(Stored items)
↓↓↓

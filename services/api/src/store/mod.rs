//! Record Store
//!
//! The storage contract the orchestration code depends on. PostgreSQL backs
//! it in production ([`crate::db::Db`]); [`memory::MemoryStore`] backs it in
//! tests.

pub mod memory;

use crate::models::{
    Conversation, ConversationSummary, Correction, Message, MessageRole, Quiz, QuizSummary, User,
};
use async_trait::async_trait;
use lingo_core::contract::{GrammarCritique, QuizDraft};
use uuid::Uuid;

#[derive(Debug, thiserror::Error)]
pub enum StoreError {
    #[error("{entity} '{id}' not found")]
    NotFound { entity: &'static str, id: String },
    #[error("database error: {0}")]
    Database(#[from] sqlx::Error),
    #[error("migration error: {0}")]
    Migration(#[from] sqlx::migrate::MigrateError),
}

impl StoreError {
    pub fn not_found(entity: &'static str, id: impl ToString) -> Self {
        Self::NotFound {
            entity,
            id: id.to_string(),
        }
    }
}

pub type StoreResult<T> = Result<T, StoreError>;

/// Create, read and update operations over every persisted record.
///
/// Implementations must make [`RecordStore::create_quiz_with_questions_and_answers`]
/// all-or-nothing: readers never observe a quiz without all its questions and answers.
#[async_trait]
pub trait RecordStore: Send + Sync {
    /// Creates the user row if it does not exist yet.
    async fn ensure_user(&self, user_id: &str) -> StoreResult<User>;

    async fn find_user(&self, user_id: &str) -> StoreResult<Option<User>>;

    /// Appends one focus label to the end of the user's weakness list.
    async fn append_user_weakness(&self, user_id: &str, focus: &str) -> StoreResult<User>;

    async fn create_conversation(
        &self,
        user_id: &str,
        title: Option<&str>,
    ) -> StoreResult<Conversation>;

    async fn find_conversation(&self, conversation_id: Uuid) -> StoreResult<Option<Conversation>>;

    /// Lists a user's conversations, newest first.
    async fn list_conversations(&self, user_id: &str) -> StoreResult<Vec<Conversation>>;

    /// Lists a user's conversations with their message counts, newest first.
    async fn list_conversation_summaries(
        &self,
        user_id: &str,
    ) -> StoreResult<Vec<ConversationSummary>>;

    async fn create_message(
        &self,
        conversation_id: Uuid,
        role: MessageRole,
        content: &str,
    ) -> StoreResult<Message>;

    /// Lists a conversation's messages in creation order.
    async fn list_messages(&self, conversation_id: Uuid) -> StoreResult<Vec<Message>>;

    /// Sets (or clears) the correction linked to a message.
    async fn update_message(
        &self,
        message_id: Uuid,
        correction_id: Option<Uuid>,
    ) -> StoreResult<Message>;

    async fn create_correction(
        &self,
        message_id: Uuid,
        critique: &GrammarCritique,
    ) -> StoreResult<Correction>;

    async fn find_correction(&self, correction_id: Uuid) -> StoreResult<Option<Correction>>;

    /// Lists the corrections attached to a conversation's messages.
    async fn list_corrections(&self, conversation_id: Uuid) -> StoreResult<Vec<Correction>>;

    /// Deletes a correction by its own identifier, unlinking it from its message.
    async fn delete_correction(&self, correction_id: Uuid) -> StoreResult<()>;

    async fn find_quiz_by_topic(&self, user_id: &str, topic: &str) -> StoreResult<Option<Quiz>>;

    async fn find_quiz(&self, quiz_id: Uuid) -> StoreResult<Option<Quiz>>;

    /// Lists a user's quizzes, newest first.
    async fn list_quizzes(&self, user_id: &str) -> StoreResult<Vec<QuizSummary>>;

    /// Persists a quiz with all its questions and answers as one unit.
    ///
    /// If a quiz for `(user_id, topic)` already exists, that quiz is returned
    /// and `draft` is discarded.
    async fn create_quiz_with_questions_and_answers(
        &self,
        user_id: &str,
        topic: &str,
        draft: &QuizDraft,
    ) -> StoreResult<Quiz>;
}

↑↑↑

### Problem statement
Make an exact copy of all the lines above.

### Response
filename services/api/src/store/mod.rs
//! Record Store
//!
//! The storage contract the orchestration code depends on. PostgreSQL backs
//! it in production ([`crate::db::Db`]); [`memory::MemoryStore`] backs it in
//! tests.

pub mod memory;

use crate::models::{
    Conversation, ConversationSummary, Correction, Message, MessageRole, Quiz, QuizSummary, User,
};
use async_trait::async_trait;
use lingo_core::contract::{GrammarCritique, QuizDraft};
use uuid::Uuid;

#[derive(Debug, thiserror::Error)]
pub enum StoreError {
    #[error("{entity} '{id}' not found")]
    NotFound { entity: &'static str, id: String },
    #[error("database error: {0}")]
    Database(#[from] sqlx::Error),
    #[error("migration error: {0}")]
    Migration(#[from] sqlx::migrate::MigrateError),
}

impl StoreError {
    pub fn not_found(entity: &'static str, id: impl ToString) -> Self {
        Self::NotFound {
            entity,
            id: id.to_string(),
        }
    }
}

pub type StoreResult<T> = Result<T, StoreError>;

/// Create, read and update operations over every persisted record.
///
/// Implementations must make [`RecordStore::create_quiz_with_questions_and_answers`]
/// all-or-nothing: readers never observe a quiz without all its questions and answers.
#[async_trait]
pub trait RecordStore: Send + Sync {
    /// Creates the user row if it does not exist yet.
    async fn ensure_user(&self, user_id: &str) -> StoreResult<User>;

    async fn find_user(&self, user_id: &str) -> StoreResult<Option<User>>;

    /// Appends one focus label to the end of the user's weakness list.
    async fn append_user_weakness(&self, user_id: &str, focus: &str) -> StoreResult<User>;

    async fn create_conversation(
        &self,
        user_id: &str,
        title: Option<&str>,
    ) -> StoreResult<Conversation>;

    async fn find_conversation(&self, conversation_id: Uuid) -> StoreResult<Option<Conversation>>;

    /// Lists a user's conversations, newest first.
    async fn list_conversations(&self, user_id: &str) -> StoreResult<Vec<Conversation>>;

    /// Lists a user's conversations with their message counts, newest first.
    async fn list_conversation_summaries(
        &self,
        user_id: &str,
    ) -> StoreResult<Vec<ConversationSummary>>;

    async fn create_message(
        &self,
        conversation_id: Uuid,
        role: MessageRole,
        content: &str,
    ) -> StoreResult<Message>;

    /// Lists a conversation's messages in creation order.
    async fn list_messages(&self, conversation_id: Uuid) -> StoreResult<Vec<Message>>;

    /// Sets (or clears) the correction linked to a message.
    async fn update_message(
        &self,
        message_id: Uuid,
        correction_id: Option<Uuid>,
    ) -> StoreResult<Message>;

    async fn create_correction(
        &self,
        message_id: Uuid,
        critique: &GrammarCritique,
    ) -> StoreResult<Correction>;

    async fn find_correction(&self, correction_id: Uuid) -> StoreResult<Option<Correction>>;

    /// Lists the corrections attached to a conversation's messages.
    async fn list_corrections(&self, conversation_id: Uuid) -> StoreResult<Vec<Correction>>;

    /// Deletes a correction by its own identifier, unlinking it from its message.
    async fn delete_correction(&self, correction_id: Uuid) -> StoreResult<()>;

    async fn find_quiz_by_topic(&self, user_id: &str, topic: &str) -> StoreResult<Option<Quiz>>;

    async fn find_quiz(&self, quiz_id: Uuid) -> StoreResult<Option<Quiz>>;

    /// Lists a user's quizzes, newest first.
    async fn list_quizzes(&self, user_id: &str) -> StoreResult<Vec<QuizSummary>>;

    /// Persists a quiz with all its questions and answers as one unit.
    ///
    /// If a quiz for `(user_id, topic)` already exists, that quiz is returned
    /// and `draft` is discarded.
    async fn create_quiz_with_questions_and_answers(
        &self,
        user_id: &str,
        topic: &str,
        draft: &QuizDraft,
    ) -> StoreResult<Quiz>;
}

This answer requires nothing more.